Sheryl Sandberg, COO at Facebook

I’m pretty much obligated to include Sheryl Sandberg on this list. She’s an all-around boss, being the chief operating officer at Facebook and author of the best-selling book Lean In. Oh, and she’s worth $1.17 billion. She also sits on the boards for companies like SurveyMonkey.


Tiffani Ashley Bell, co-founder and executive director at Detroit Water Project

As co-founder of the Detroit Water Project, Tiffani Ashley Bell has helped more than 950 families pay their water bills, ensuring that they are able to access running water. Detroit Water Project was the first non-profit organization to participate in the prestigious Y Combinator accelerator program in Silicon Valley. Before Detroit Water Project, Bell was a fellow at Code for America.


Padmasree Warrior, U.S. CEO at NextEv

This all-around badass has a strong background in tech, having spent seven years as chief technology and strategy officer at Cisco, and over four years as CTO at Motorola. In December, Padmasree Warrior joined NextEv, a Chinese electric car company that could potentially take on Tesla and Faraday Future.


Susan Wojcicki, CEO at YouTube

Susan Wojcicki was Google’s first-ever marketing manager, having joined the company in 1998 as its 16th employee. She later became SVP of Adwords and Adsense.

Today, Wojcicki is CEO at YouTube and serves on Salesforce’s board of directors.


Gwynne Shotwell, President and COO at SpaceX

SpaceX, known for building rockets and spaceships, is undoubtedly one of the coolest companies in tech.

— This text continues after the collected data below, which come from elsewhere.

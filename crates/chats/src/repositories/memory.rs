//! In-memory implementation of every storage port.
//!
//! Backs unit tests and API tests that should not touch SQLite. It also
//! counts port calls so tests can assert that rejected requests never reach
//! storage.

use std::collections::{BTreeMap, HashMap, HashSet};
use std::sync::atomic::{AtomicUsize, Ordering};
use std::sync::Arc;

use async_trait::async_trait;
use chrono::Utc;
use futures::stream::{self, BoxStream};
use futures::StreamExt;
use tokio::sync::RwLock;

use super::{MessageStore, NotificationStore, ParticipantDirectory, ReadMarkerStore};
use crate::entities::{Message, Notification, ReadMarker};
use crate::types::{ChatError, ChatResult};
use crate::utils::contains_case_insensitive;

#[derive(Default)]
struct State {
    users: HashMap<i64, String>,
    next_user_id: i64,
    conversations: BTreeMap<String, HashSet<i64>>,
    messages: Vec<Message>,
    next_sequence: i64,
    markers: HashMap<(String, i64), ReadMarker>,
    notifications: Vec<Notification>,
}

#[derive(Clone, Default)]
pub struct InMemoryStore {
    state: Arc<RwLock<State>>,
    calls: Arc<AtomicUsize>,
}

impl InMemoryStore {
    pub fn new() -> Self {
        Self::default()
    }

    /// Number of port calls served so far
    pub fn store_calls(&self) -> usize {
        self.calls.load(Ordering::SeqCst)
    }

    fn touch(&self) {
        self.calls.fetch_add(1, Ordering::SeqCst);
    }

    pub async fn add_user(&self, public_id: &str) -> i64 {
        let mut state = self.state.write().await;
        state.next_user_id += 1;
        let id = state.next_user_id;
        state.users.insert(id, public_id.to_owned());
        id
    }

    pub async fn add_conversation(&self, conversation_id: &str, participants: &[i64]) {
        let mut state = self.state.write().await;
        state
            .conversations
            .entry(conversation_id.to_owned())
            .or_default()
            .extend(participants.iter().copied());
    }

    pub async fn add_message(&self, conversation_id: &str, author_id: i64, body: &str) -> ChatResult<Message> {
        let mut state = self.state.write().await;
        if !state.conversations.contains_key(conversation_id) {
            return Err(ChatError::conversation_not_found(conversation_id));
        }

        state.next_sequence += 1;
        let sequence = state.next_sequence;
        let author_public_id = state
            .users
            .get(&author_id)
            .cloned()
            .unwrap_or_else(|| author_id.to_string());

        let message = Message {
            public_id: format!("msg-{sequence}"),
            sequence,
            conversation_id: conversation_id.to_owned(),
            author_id,
            author_public_id,
            body: body.to_owned(),
            created_at: Utc::now().to_rfc3339(),
        };
        state.messages.push(message.clone());
        Ok(message)
    }

    pub async fn add_notification(&self, user_id: i64, title: &str) -> Notification {
        let mut state = self.state.write().await;
        let notification = Notification {
            id: state.notifications.len() as i64 + 1,
            user_id,
            kind: "system".to_owned(),
            title: title.to_owned(),
            body: String::new(),
            read: false,
            created_at: Utc::now().to_rfc3339(),
        };
        state.notifications.push(notification.clone());
        notification
    }

    pub async fn unread_notifications(&self, user_id: i64) -> usize {
        let state = self.state.read().await;
        state
            .notifications
            .iter()
            .filter(|n| n.user_id == user_id && !n.read)
            .count()
    }
}

#[async_trait]
impl ParticipantDirectory for InMemoryStore {
    async fn conversation_exists(&self, conversation_id: &str) -> ChatResult<bool> {
        self.touch();
        Ok(self.state.read().await.conversations.contains_key(conversation_id))
    }

    async fn is_member(&self, conversation_id: &str, user_id: i64) -> ChatResult<bool> {
        self.touch();
        let state = self.state.read().await;
        Ok(state
            .conversations
            .get(conversation_id)
            .is_some_and(|members| members.contains(&user_id)))
    }

    async fn conversations_for_user(&self, user_id: i64) -> ChatResult<Vec<String>> {
        self.touch();
        let state = self.state.read().await;
        Ok(state
            .conversations
            .iter()
            .filter(|(_, members)| members.contains(&user_id))
            .map(|(id, _)| id.clone())
            .collect())
    }
}

#[async_trait]
impl MessageStore for InMemoryStore {
    fn list_messages<'a>(
        &'a self,
        conversation_id: &'a str,
        after: Option<i64>,
    ) -> BoxStream<'a, ChatResult<Message>> {
        self.touch();
        let after = after.unwrap_or(0);

        stream::once(async move {
            let state = self.state.read().await;
            let page: Vec<ChatResult<Message>> = state
                .messages
                .iter()
                .filter(|m| m.conversation_id == conversation_id && m.sequence > after)
                .cloned()
                .map(Ok)
                .collect();
            stream::iter(page)
        })
        .flatten()
        .boxed()
    }

    async fn find_message(&self, conversation_id: &str, sequence: i64) -> ChatResult<Option<Message>> {
        self.touch();
        let state = self.state.read().await;
        Ok(state
            .messages
            .iter()
            .find(|m| m.conversation_id == conversation_id && m.sequence == sequence)
            .cloned())
    }

    async fn latest_message(&self, conversation_id: &str) -> ChatResult<Option<Message>> {
        self.touch();
        let state = self.state.read().await;
        Ok(state
            .messages
            .iter()
            .rev()
            .find(|m| m.conversation_id == conversation_id)
            .cloned())
    }

    async fn count_unread(&self, conversation_id: &str, after: Option<i64>, reader: i64) -> ChatResult<u64> {
        self.touch();
        let after = after.unwrap_or(0);
        let state = self.state.read().await;
        Ok(state
            .messages
            .iter()
            .filter(|m| {
                m.conversation_id == conversation_id && m.sequence > after && !m.is_authored_by(reader)
            })
            .count() as u64)
    }

    async fn search(&self, scope: &[String], needle: &str, limit: usize) -> ChatResult<Vec<Message>> {
        self.touch();
        let needle_lower = needle.to_lowercase();
        let state = self.state.read().await;
        Ok(state
            .messages
            .iter()
            .rev()
            .filter(|m| scope.contains(&m.conversation_id))
            .filter(|m| contains_case_insensitive(&m.body, &needle_lower))
            .take(limit)
            .cloned()
            .collect())
    }
}

#[async_trait]
impl ReadMarkerStore for InMemoryStore {
    async fn advance(&self, conversation_id: &str, user_id: i64, sequence: i64) -> ChatResult<bool> {
        self.touch();
        let mut state = self.state.write().await;
        if !state.conversations.contains_key(conversation_id) {
            return Ok(false);
        }

        let now = Utc::now().to_rfc3339();
        let key = (conversation_id.to_owned(), user_id);
        match state.markers.get_mut(&key) {
            Some(marker) if marker.last_read_message_id >= sequence => Ok(false),
            Some(marker) => {
                marker.last_read_message_id = sequence;
                marker.updated_at = now;
                Ok(true)
            }
            None => {
                state.markers.insert(
                    key,
                    ReadMarker {
                        conversation_id: conversation_id.to_owned(),
                        user_id,
                        last_read_message_id: sequence,
                        updated_at: now,
                    },
                );
                Ok(true)
            }
        }
    }

    async fn get(&self, conversation_id: &str, user_id: i64) -> ChatResult<Option<ReadMarker>> {
        self.touch();
        let state = self.state.read().await;
        Ok(state
            .markers
            .get(&(conversation_id.to_owned(), user_id))
            .cloned())
    }
}

#[async_trait]
impl NotificationStore for InMemoryStore {
    async fn mark_all_read(&self, user_id: i64) -> ChatResult<u64> {
        self.touch();
        let mut state = self.state.write().await;
        let mut updated = 0;
        for notification in state
            .notifications
            .iter_mut()
            .filter(|n| n.user_id == user_id && !n.read)
        {
            notification.read = true;
            updated += 1;
        }
        Ok(updated)
    }
}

Shotwell, who joined the company way back in 2002, is in charge of day-to-day operations at the space exploration company. Earlier this month, SpaceX successfully launched the SES-9 communications satellite into Geostationary orbit.


BONUS: Laura Weidman Powers, CEO at CODE2040

CODE2040, led by Laura Weidman Powers, had a year full of partnerships and money coming in. In January, Google gave CODE2040 $775,000 in grant money and in March, Google backed a CODE2040 pilot program to support minority entrepreneurs with a one-year stipend and free office space in Chicago, Austin and Durham, N.C. Back in August, Apple partnered with the organization to offer three-month paid internships to 10 of the 80 fellows in CODE2040’s 2016 class.

Last year, CODE2040 received a $1.2 million grant from the Knight Foundation to double the size of its diversity in tech programs. Since launching its pilot program in 2012, CODE2040 has helped thousands of black and Latino students get involved in technology through its flagship CODE2040 Fellows Program.